Personally, I found one of the most applicative
topics in this book to be that of “publish now filter later.” This has quickly
become the way the internet is run. There is so much media being published on a
regular basis the only way we can know what content is important is by the
filters which we or the community create. I regularly use amazon.com to make purchases;
at amazon we find a great example of the need for a community filter. When a
user searches for a particular item the results offer hundreds of varieties of
that same item. The most reliable way the community has found to filter these
items is to submit user reviews. The reviews on any given item are the single
most influential factor to a purchasing decision on amazon. It may be observed
that many companies, along with amazon itself, offer free products to frequent
reviewers in exchange for an honest review of their items. This behavior demonstrates
how important reviews have become to amazon. In general the “publish now filter
later” principal is beneficial to our online media community for the same
reason Shirky gives for open source’s advantage over the traditional
institutional development: the cost of failure is free. As an example, it takes
no money to post a video to YouTube today, if the community likes your video
enough and views it consistently you will be rewarded monetarily. This is good
for the community because those “brilliant but erratic” amateurs have a platform
to publish their masterpieces.
Very often brilliant ideas are inaccessible
to institutions because they are forced to hire the “steady performer” versus
the “brilliant but erratic” programmer. This is what the CS department is
teaching the students coming through BYU. We are being taught to be the steady performers
talked about in the book. It is sort of up to us to have the brilliant ideas
but we are taught the skills necessary to get steady jobs in the institutions. As
developers going into the technology field it will be necessary to take in to
account how new technology changes the ways people interact and think. If we
can use the internet to harness the social connectivity it promotes new
businesses and idea become possible.
Monday, November 10, 2014
What happened to women in Computer Science?
According to statistics curated by an NPR reporter, from about 1965 until 1984, the number of women in computer science was on the rise. These numbers correlated to the number of women going into the medical field or law; while the the number of women going into those other careers continued rising steadily the number of women in computer science began to decline in 1984. I find it interesting that was the year the Apple Macintosh was released. The ensuing media campaign for the Macintosh included an ad with a bunch of men marching like zombies and a scantily clad large chested woman running down an isle and throwing a hammer at the "Big Brother" figure. I believe that when personal computing started to become popular the marketing was mostly targeting men and wrongly it became a social paradigm that computers were boys toys. I don't know the exact reason for the decline in women in computer science; I do know, however, that the women we have working in computer science now play a vital role in the future of the field and I am grateful for my friends who are women in the industry.
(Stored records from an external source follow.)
// SQLite Database Connection Management
// Local store for client settings and the project list

use rusqlite::Connection;
use std::path::{Path, PathBuf};
use std::sync::{Arc, Mutex, MutexGuard};

use super::schema;
use super::shared_store::get_app_data_dir;

/// Database file name
#[cfg(debug_assertions)]
pub const DATABASE_FILE: &str = "ragdesk-dev.db";

#[cfg(not(debug_assertions))]
pub const DATABASE_FILE: &str = "ragdesk.db";

/// Thread-safe database wrapper
#[derive(Clone)]
pub struct Database {
    conn: Arc<Mutex<Connection>>,
    path: PathBuf,
}

impl Database {
    /// Open (or create) the database, enable WAL mode and run migrations
    pub fn new(path: PathBuf) -> Result<Self, String> {
        if let Some(parent) = path.parent() {
            std::fs::create_dir_all(parent)
                .map_err(|e| format!("Failed to create database directory: {}", e))?;
        }

        let conn = Connection::open(&path)
            .map_err(|e| format!("Failed to open database: {}", e))?;

        conn.execute_batch(
            r#"
            PRAGMA journal_mode=WAL;
            PRAGMA busy_timeout=5000;
            PRAGMA synchronous=NORMAL;
            "#,
        )
        .map_err(|e| format!("Failed to configure database: {}", e))?;

        let db = Self {
            conn: Arc::new(Mutex::new(conn)),
            path,
        };
        db.run_migrations()?;

        Ok(db)
    }

    /// In-memory database, used when no data directory is available
    pub fn in_memory() -> Result<Self, String> {
        let conn = Connection::open_in_memory()
            .map_err(|e| format!("Failed to open database: {}", e))?;
        let db = Self {
            conn: Arc::new(Mutex::new(conn)),
            path: PathBuf::from(":memory:"),
        };
        db.run_migrations()?;
        Ok(db)
    }

    pub fn path(&self) -> &Path {
        &self.path
    }

    /// Get a lock on the connection for executing queries
    pub fn lock(&self) -> Result<MutexGuard<'_, Connection>, String> {
        self.conn
            .lock()
            .map_err(|e| format!("Failed to acquire database lock: {}", e))
    }

    fn run_migrations(&self) -> Result<(), String> {
        let conn = self.lock()?;
        schema::run_migrations(&conn)
    }

    /// Execute a function with the database connection
    pub fn with_connection<T, F>(&self, f: F) -> Result<T, String>
    where
        F: FnOnce(&Connection) -> Result<T, String>,
    {
        let conn = self.lock()?;
        f(&conn)
    }

    pub fn schema_version(&self) -> Result<i32, String> {
        self.with_connection(schema::get_version)
    }
}

/// Get the default database path
pub fn get_database_path() -> Result<PathBuf, String> {
    get_app_data_dir().map(|dir| dir.join(DATABASE_FILE))
}

/// Open the database at `path`, or at the default location.
/// Without a usable data directory the store lives in memory for this run.
pub fn open_database(path: Option<&Path>) -> Result<Database, String> {
    let path = match path {
        Some(path) => path.to_path_buf(),
        None => match get_database_path() {
            Ok(path) => path,
            Err(e) => {
                log::warn!("{}; projects will not be persisted", e);
                return Database::in_memory();
            }
        },
    };
    log::debug!("Opening database at {}", path.display());
    Database::new(path)
}
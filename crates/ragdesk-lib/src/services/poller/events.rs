// Poll events
// Presentation sink seam: pollers and the controller push events, front ends render them

use std::collections::BTreeMap;
use tokio::sync::mpsc;

use super::remediation::ReindexAction;
use crate::models::{JobKind, JobStatus, Project};

/// Event pushed to the presentation layer
#[derive(Debug, Clone, PartialEq)]
pub enum PollEvent {
    /// Non-terminal tick
    Progress {
        job_id: String,
        kind: JobKind,
        attempt: u32,
        percentage: f64,
        stage: String,
        message: String,
    },
    Completed {
        job_id: String,
        kind: JobKind,
        status: JobStatus,
    },
    RemediationRequired {
        job_id: String,
        action: ReindexAction,
        findings: BTreeMap<String, String>,
    },
    Failed {
        job_id: String,
        kind: JobKind,
        message: String,
    },
    /// Background session gave up after repeated check failures
    Fatal {
        job_id: String,
        kind: JobKind,
        message: String,
    },
    /// Soft timeout, the session can be resumed
    TimedOut {
        job_id: String,
        kind: JobKind,
        attempts: u32,
    },
    /// Status endpoint no longer knows the job
    StatusUnavailable { job_id: String, kind: JobKind },
    ProjectAdded { project: Project },
}

/// Receiver of poll events
pub trait PollEventSink: Send + Sync {
    fn emit(&self, event: PollEvent);
}

/// Sink that drops every event
#[derive(Debug, Default, Clone, Copy)]
pub struct NullSink;

impl PollEventSink for NullSink {
    fn emit(&self, _event: PollEvent) {}
}

/// Sink forwarding events to a tokio channel
#[derive(Debug, Clone)]
pub struct ChannelSink {
    tx: mpsc::UnboundedSender<PollEvent>,
}

impl ChannelSink {
    pub fn new() -> (Self, mpsc::UnboundedReceiver<PollEvent>) {
        let (tx, rx) = mpsc::unbounded_channel();
        (Self { tx }, rx)
    }
}

impl PollEventSink for ChannelSink {
    fn emit(&self, event: PollEvent) {
        if self.tx.send(event).is_err() {
            log::debug!("Poll event receiver dropped");
        }
    }
}
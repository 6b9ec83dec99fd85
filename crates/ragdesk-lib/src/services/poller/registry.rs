// Poll Session Registry
// Keeps at most one running session per logical slot. Starting a session in
// an occupied slot aborts the previous one first.

use std::collections::HashMap;
use std::future::Future;
use std::sync::{Arc, Mutex, MutexGuard};

use tokio::task::{AbortHandle, JoinHandle};
use uuid::Uuid;

use super::resilient::PollOutcome;
use crate::models::JobKind;

/// Logical slot a session occupies
#[derive(Debug, Clone, Copy, PartialEq, Eq, Hash)]
pub enum PollSlot {
    AnalysisStatus,
    ReindexStatus,
}

impl PollSlot {
    pub fn for_kind(kind: JobKind) -> Self {
        match kind {
            JobKind::Reindex => PollSlot::ReindexStatus,
            _ => PollSlot::AnalysisStatus,
        }
    }
}

struct ActiveSession {
    id: String,
    job_id: String,
    kind: JobKind,
    abort: AbortHandle,
}

/// Handle to a running session
#[derive(Debug)]
pub struct SessionHandle {
    pub id: String,
    pub slot: PollSlot,
    pub job_id: String,
    pub kind: JobKind,
    task: JoinHandle<PollOutcome>,
}

impl SessionHandle {
    /// Wait for the session to end. `None` when it was cancelled.
    pub async fn wait(self) -> Option<PollOutcome> {
        self.task.await.ok()
    }

    pub fn is_finished(&self) -> bool {
        self.task.is_finished()
    }
}

/// Session registry
#[derive(Clone, Default)]
pub struct SessionRegistry {
    sessions: Arc<Mutex<HashMap<PollSlot, ActiveSession>>>,
}

fn lock(sessions: &Mutex<HashMap<PollSlot, ActiveSession>>) -> MutexGuard<'_, HashMap<PollSlot, ActiveSession>> {
    match sessions.lock() {
        Ok(guard) => guard,
        Err(poisoned) => poisoned.into_inner(),
    }
}

impl SessionRegistry {
    pub fn new() -> Self {
        Self::default()
    }

    /// Spawn `session` in `slot`, cancelling whatever ran there before
    pub fn start<F>(&self, slot: PollSlot, job_id: &str, kind: JobKind, session: F) -> SessionHandle
    where
        F: Future<Output = PollOutcome> + Send + 'static,
    {
        let id = format!(
            "ps_{}",
            Uuid::new_v4().to_string().split('-').next().unwrap_or("unknown")
        );

        // Held across spawn so the task cannot deregister before it is registered
        let mut sessions = lock(&self.sessions);

        if let Some(previous) = sessions.remove(&slot) {
            previous.abort.abort();
            log::info!(
                "Cancelled poll session {} ({} job {})",
                previous.id,
                previous.kind,
                previous.job_id
            );
        }

        let registry = Arc::clone(&self.sessions);
        let session_id = id.clone();
        let task = tokio::spawn(async move {
            let outcome = session.await;
            let mut sessions = lock(&registry);
            if sessions.get(&slot).map(|s| s.id == session_id).unwrap_or(false) {
                sessions.remove(&slot);
            }
            outcome
        });

        sessions.insert(
            slot,
            ActiveSession {
                id: id.clone(),
                job_id: job_id.to_string(),
                kind,
                abort: task.abort_handle(),
            },
        );
        log::debug!("Started poll session {} for {} job {}", id, kind, job_id);

        SessionHandle {
            id,
            slot,
            job_id: job_id.to_string(),
            kind,
            task,
        }
    }

    /// Cancel the session behind a handle if it is still the active one
    pub fn cancel(&self, handle: &SessionHandle) -> bool {
        let mut sessions = lock(&self.sessions);
        let is_current = sessions
            .get(&handle.slot)
            .map(|s| s.id == handle.id)
            .unwrap_or(false);
        if !is_current {
            return false;
        }
        if let Some(session) = sessions.remove(&handle.slot) {
            session.abort.abort();
        }
        true
    }

    pub fn cancel_slot(&self, slot: PollSlot) -> bool {
        match lock(&self.sessions).remove(&slot) {
            Some(session) => {
                session.abort.abort();
                log::info!("Cancelled poll session {}", session.id);
                true
            }
            None => false,
        }
    }

    pub fn cancel_all(&self) {
        for (_, session) in lock(&self.sessions).drain() {
            session.abort.abort();
        }
    }

    pub fn is_active(&self, slot: PollSlot) -> bool {
        lock(&self.sessions).contains_key(&slot)
    }

    pub fn active_count(&self) -> usize {
        lock(&self.sessions).len()
    }

    /// Job followed in a slot
    pub fn active_job(&self, slot: PollSlot) -> Option<(String, JobKind)> {
        lock(&self.sessions)
            .get(&slot)
            .map(|s| (s.job_id.clone(), s.kind))
    }
}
Wednesday, November 5, 2014
The Ethics of Open Source
Can a developer be expected to give away the Intellectual Property which may be a means of providing for his family? Open source software most certainly has its place on the internet, it allows communities to grow and improve a software together.This encourages the application of technology to the society for the common good. Free software is a worthwhile philosophy, one which I find myself being involved in from time to time. I do, however, believe that just as a writer of a novel is entitled to the exclusive rights of what he develops, a software creator is entitled to exclusive rights of the code he has written. Pressuring a developer to release his source code is like pressuring an artist to put their music up on the internet for free or asking an author to release his book at no charge. Just as the musicians and the authors are, for the most part, in the business to make money, likewise, for the most part, the software programmer is in the software industry to make a living.